- Danielle Belardo has spent decades studying heart health.
- She takes three supplements regularly: folic acid, vitamin B12, and vitamin D.
- She recommends talking to your doctor before starting any new supplements.
Danielle Belardo has dedicated her career to studying the heart, and helping her patients and the general public live healthier lives.
A cardiologist based out of Los Angeles, Belardo sees patients and also hosts a podcast educating the public on how to reduce the risk of cardiovascular disease and debunking wellness trends.
One question people frequently ask her, Belardo said, is about supplements. People want to know if they should be taking supplements, and if so, what type.

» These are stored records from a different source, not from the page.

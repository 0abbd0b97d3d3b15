//! Identity token storage.
//!
//! Stores the identity token in the OS keychain when available, with a
//! JSON file fallback for systems where the keychain is not
//! accessible.

use keyring::Entry;
use serde::{Deserialize, Serialize};
use std::fs;
use std::path::PathBuf;

use super::{KEYRING_SERVICE, KEYRING_TOKEN_USER};
use crate::api::DEFAULT_API_URL;

/// Stored identity.
#[derive(Debug, Clone, Serialize, Deserialize)]
pub struct Credentials {
    /// The identity token for authenticating with the backend.
    pub api_token: String,

    /// User name, once the token is linked to an account.
    pub user_name: Option<String>,

    /// Backend URL the token was minted against.
    #[serde(default = "default_api_url")]
    pub api_url: String,
}

fn default_api_url() -> String {
    DEFAULT_API_URL.to_string()
}

/// Errors from credential storage.
#[derive(Debug, thiserror::Error)]
pub enum CredentialsError {
    #[error("Keychain error: {0}")]
    Keychain(String),

    #[error("Credentials file error: {0}")]
    File(String),
}

/// Credential storage abstraction.
///
/// Uses the OS keychain when available, with a fallback to a JSON
/// file under the pulse config directory.
pub struct CredentialsStore {
    /// Whether keyring is available on this system.
    keyring_available: bool,
    /// Where the file fallback lives.
    fallback_path: PathBuf,
}

impl CredentialsStore {
    /// Creates a store, detecting whether the OS keychain works.
    pub fn new() -> Self {
        Self::with_keychain(true)
    }

    /// Creates a store with keychain use gated by configuration.
    pub fn with_keychain(use_keychain: bool) -> Self {
        Self {
            keyring_available: use_keychain && Self::test_keyring_available(),
            fallback_path: default_fallback_path(),
        }
    }

    /// Creates a file-only store at an explicit path.
    #[allow(dead_code)]
    pub fn file_only(path: impl Into<PathBuf>) -> Self {
        Self {
            keyring_available: false,
            fallback_path: path.into(),
        }
    }

    /// Tests whether the keyring works by attempting a dummy lookup.
    fn test_keyring_available() -> bool {
        match Entry::new(KEYRING_SERVICE, "test-availability") {
            Ok(entry) => match entry.get_password() {
                Ok(_) => true,
                Err(keyring::Error::NoEntry) => true,
                Err(_) => false,
            },
            Err(_) => false,
        }
    }

    /// Stores credentials, preferring the keychain.
    pub fn store(&self, credentials: &Credentials) -> Result<(), CredentialsError> {
        if self.keyring_available {
            self.store_to_keyring(credentials)
        } else {
            self.store_to_file(credentials)
        }
    }

    /// Loads stored credentials, checking the keychain first.
    pub fn load(&self) -> Result<Option<Credentials>, CredentialsError> {
        if self.keyring_available {
            if let Some(creds) = self.load_from_keyring()? {
                return Ok(Some(creds));
            }
        }

        self.load_from_file()
    }

    /// Deletes credentials from both keychain and file storage.
    pub fn delete(&self) -> Result<(), CredentialsError> {
        if self.keyring_available {
            self.delete_from_keyring()?;
        }

        self.delete_from_file()?;

        Ok(())
    }

    // ==================== Keyring operations ====================

    fn store_to_keyring(&self, credentials: &Credentials) -> Result<(), CredentialsError> {
        let entry = Entry::new(KEYRING_SERVICE, KEYRING_TOKEN_USER)
            .map_err(|e| CredentialsError::Keychain(e.to_string()))?;

        // Store credentials as JSON
        let json = serde_json::to_string(credentials)
            .map_err(|e| CredentialsError::Keychain(format!("Serialization error: {e}")))?;

        entry
            .set_password(&json)
            .map_err(|e| CredentialsError::Keychain(e.to_string()))?;

        Ok(())
    }

    fn load_from_keyring(&self) -> Result<Option<Credentials>, CredentialsError> {
        let entry = Entry::new(KEYRING_SERVICE, KEYRING_TOKEN_USER)
            .map_err(|e| CredentialsError::Keychain(e.to_string()))?;

        match entry.get_password() {
            Ok(json) => {
                let credentials: Credentials = serde_json::from_str(&json)
                    .map_err(|e| CredentialsError::Keychain(format!("Deserialization error: {e}")))?;
                Ok(Some(credentials))
            }
            Err(keyring::Error::NoEntry) => Ok(None),
            Err(e) => Err(CredentialsError::Keychain(e.to_string())),
        }
    }

    fn delete_from_keyring(&self) -> Result<(), CredentialsError> {
        let entry = Entry::new(KEYRING_SERVICE, KEYRING_TOKEN_USER)
            .map_err(|e| CredentialsError::Keychain(e.to_string()))?;

        match entry.delete_credential() {
            Ok(()) => Ok(()),
            Err(keyring::Error::NoEntry) => Ok(()), // Already deleted
            Err(e) => Err(CredentialsError::Keychain(e.to_string())),
        }
    }

    // ==================== File operations ====================

    fn store_to_file(&self, credentials: &Credentials) -> Result<(), CredentialsError> {
        let path = &self.fallback_path;

        if let Some(parent) = path.parent() {
            fs::create_dir_all(parent).map_err(|e| {
                CredentialsError::File(format!("Failed to create config directory: {e}"))
            })?;
        }

        let json = serde_json::to_string_pretty(credentials)
            .map_err(|e| CredentialsError::File(format!("Serialization error: {e}")))?;

        fs::write(path, json)
            .map_err(|e| CredentialsError::File(format!("Failed to write credentials file: {e}")))?;

        // Set restrictive permissions on Unix
        #[cfg(unix)]
        {
            use std::os::unix::fs::PermissionsExt;
            let perms = fs::Permissions::from_mode(0o600);
            fs::set_permissions(path, perms).map_err(|e| {
                CredentialsError::File(format!("Failed to set file permissions: {e}"))
            })?;
        }

        Ok(())
    }

    fn load_from_file(&self) -> Result<Option<Credentials>, CredentialsError> {
        let path = &self.fallback_path;

        if !path.exists() {
            return Ok(None);
        }

        let json = fs::read_to_string(path)
            .map_err(|e| CredentialsError::File(format!("Failed to read credentials file: {e}")))?;

        let credentials: Credentials = serde_json::from_str(&json)
            .map_err(|e| CredentialsError::File(format!("Invalid credentials file: {e}")))?;

        Ok(Some(credentials))
    }

    fn delete_from_file(&self) -> Result<(), CredentialsError> {
        let path = &self.fallback_path;

        if path.exists() {
            fs::remove_file(path).map_err(|e| {
                CredentialsError::File(format!("Failed to delete credentials file: {e}"))
            })?;
        }

        Ok(())
    }
}

impl Default for CredentialsStore {
    fn default() -> Self {
        Self::new()
    }
}

fn default_fallback_path() -> PathBuf {
    dirs::home_dir()
        .unwrap_or_default()
        .join(".pulse")
        .join("credentials.json")
}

While Belardo said that most supplements aren’t necessary unless you have a deficiency, there are a few that can be helpful depending on your specific circumstances, like where you live and your personal diet.

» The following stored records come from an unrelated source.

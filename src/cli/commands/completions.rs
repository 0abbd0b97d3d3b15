//! Completions command - generate shell completion scripts.
//!
//! Generates shell completion scripts for various shells that can be
//! installed to enable tab-completion of Pulse commands and options.

use clap::Command;
use clap_complete::{generate, Shell};
use std::io;

/// Arguments for the completions command.
#[derive(clap::Args)]
#[command(after_help = "EXAMPLES:\n    \
    pulse completions bash > ~/.local/share/bash-completion/completions/pulse\n    \
    pulse completions zsh > ~/.zfunc/_pulse\n    \
    pulse completions fish > ~/.config/fish/completions/pulse.fish\n\n\
INSTALLATION:\n    \
    Bash:       Save to ~/.local/share/bash-completion/completions/pulse\n              \
    or /etc/bash_completion.d/pulse\n    \
    Zsh:        Save to a directory in your $fpath (e.g., ~/.zfunc/_pulse)\n              \
    and add 'autoload -Uz compinit && compinit' to ~/.zshrc\n    \
    Fish:       Save to ~/.config/fish/completions/pulse.fish\n    \
    PowerShell: Add output to your $PROFILE\n    \
    Elvish:     Save to ~/.config/elvish/lib/pulse.elv and use 'use pulse'")]
pub struct Args {
    /// Shell to generate completions for
    #[arg(value_name = "SHELL")]
    #[arg(value_enum)]
    #[arg(
        long_help = "The shell to generate completions for. Supported shells:\n  \
        - bash\n  \
        - zsh\n  \
        - fish\n  \
        - powershell\n  \
        - elvish"
    )]
    pub shell: Shell,
}

/// Generates completions using a provided clap Command.
///
/// This should be called from main.rs which has access to the Cli struct.
///
/// # Arguments
///
/// * `cmd` - The clap Command to generate completions for
/// * `shell` - The shell to generate completions for
pub fn generate_completions(cmd: &mut Command, shell: Shell) {
    generate(shell, cmd, "pulse", &mut io::stdout());
}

Here are the three that Belardo herself takes every day.
Folic acid is the synthetic form of folate or vitamin B9.
It is recommended for all women of child bearing age, Belardo said. Belardo, who is in her 30s, said she takes a multivitamin that has folic acid every day.
The U.S. Centers for Disease Control and Prevention recommends that women consume 400 micrograms of folic acid daily.
Although most people get enough folate through their diet, the CDC recommends that anyone who is capable of becoming pregnant take folic acid, because about half of pregnancies in the US are unplanned and folic acid can prevent major birth defects.
Belardo is a vegan, a diet that is considered healthy for your heart. And for many vegans, vitamin B12 can be hard to come by because it is naturally found in foods like meat, dairy, eggs, and fish — but not plants.
It’s still necessary to get vitamin B12, however, because it is essential in the formation of red blood cells and DNA.
Although vegans and vegetarians can get B12 through fortified foods, like milk and cereal, ensuring that you’re meeting the small but necessary daily dose of 2.4 micrograms “may take a lot of planning,” Belardo said.
As a result, she said she recommends that “anyone that is exclusively plant based either vegan or vegetarian just supplement with B12 just to be safe.”
Like biohacker Bryan Johnson and immunologist Dr. Anthony Fauci, Belardo also takes a vitamin D supplement.
Vitamin D helps with calcium absorption, and may also help prevent muscle cramps, reduce inflammation, and improve immune function.
Like vitamin B12, it can be tricky for vegans to get Vitamin D through diet alone, Belardo said, “since it is found in significant amounts primarily in animal products.”
Your environment and genetics might put you at risk of a vitamin D deficiency too, Belardo said. “Vitamin D depends on where you live, how much sun exposure you have, and different genetic factors, and how much of fortified foods you’re eating with vitamin D as well.”
While sun exposure can increase your vitamin D levels, Belardo notes that the American Academy of Dermatology does not recommend sun exposure because it can increase risk of skin cancer. “I take a vitamin D supplement because I avoid getting sunburned at all costs,” Belardo said.
Before taking any of these supplements, Belardo said that it’s important to talk with a doctor to determine the proper dose and frequency of a supplement to meet your individual health needs.
That’s because medical professionals don’t broadly recommend supplements unless there’s a specific need for one. And if you do have a deficiency, Belardo said, “that is a problem that needs to be investigated.”